BEGIN

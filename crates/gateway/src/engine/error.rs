//! The invocation-loop fault taxonomy (§7). `sa_domain::error::Error` remains
//! the lower-level IO/JSON/store error type; `EngineError` wraps it for the
//! faults specific to routing, approval, and the agent loop.
//!
//! Most of these are *recovered locally* — fed back to the model as a tool
//! result, or resolved as a failed event — rather than propagated as a Rust
//! `Err` all the way out. Only `TransportError`, `StoreError`, `Truncation`,
//! and `IterationCap` actually terminate an invocation.

use sa_domain::error::Error as DomainError;

#[derive(Debug, thiserror::Error)]
pub enum EngineError {
    #[error("no routing rule matched source={source:?} type={event_type:?}")]
    UnroutableEvent { source: String, event_type: String },

    #[error("parameter validation failed: {0}")]
    ValidationError(String),

    #[error("unknown tool: {0}")]
    UnknownTool(String),

    #[error("tool call denied by approval gate")]
    ApprovalDenied,

    #[error("tool execution failed: {0}")]
    ToolExecutionError(String),

    #[error("llm transport failed: {0}")]
    TransportError(String),

    #[error("response truncated by model token limit (continuation cap exhausted)")]
    Truncation,

    #[error("iteration cap reached without task completion")]
    IterationCap,

    #[error(transparent)]
    StoreError(#[from] DomainError),
}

END

§ **ASSIGNMENT**
With every line intact, print the records above again.

§ **OUTPUT FOR THIS TASK**
filename crates/gateway/src/engine/error.rs
//! The invocation-loop fault taxonomy (§7). `sa_domain::error::Error` remains
//! the lower-level IO/JSON/store error type; `EngineError` wraps it for the
//! faults specific to routing, approval, and the agent loop.
//!
//! Most of these are *recovered locally* — fed back to the model as a tool
//! result, or resolved as a failed event — rather than propagated as a Rust
//! `Err` all the way out. Only `TransportError`, `StoreError`, `Truncation`,
//! and `IterationCap` actually terminate an invocation.

use sa_domain::error::Error as DomainError;

#[derive(Debug, thiserror::Error)]
pub enum EngineError {
    #[error("no routing rule matched source={source:?} type={event_type:?}")]
    UnroutableEvent { source: String, event_type: String },

    #[error("parameter validation failed: {0}")]
    ValidationError(String),

    #[error("unknown tool: {0}")]
    UnknownTool(String),

    #[error("tool call denied by approval gate")]
    ApprovalDenied,

    #[error("tool execution failed: {0}")]
    ToolExecutionError(String),

    #[error("llm transport failed: {0}")]
    TransportError(String),

    #[error("response truncated by model token limit (continuation cap exhausted)")]
    Truncation,

    #[error("iteration cap reached without task completion")]
    IterationCap,

    #[error(transparent)]
    StoreError(#[from] DomainError),
}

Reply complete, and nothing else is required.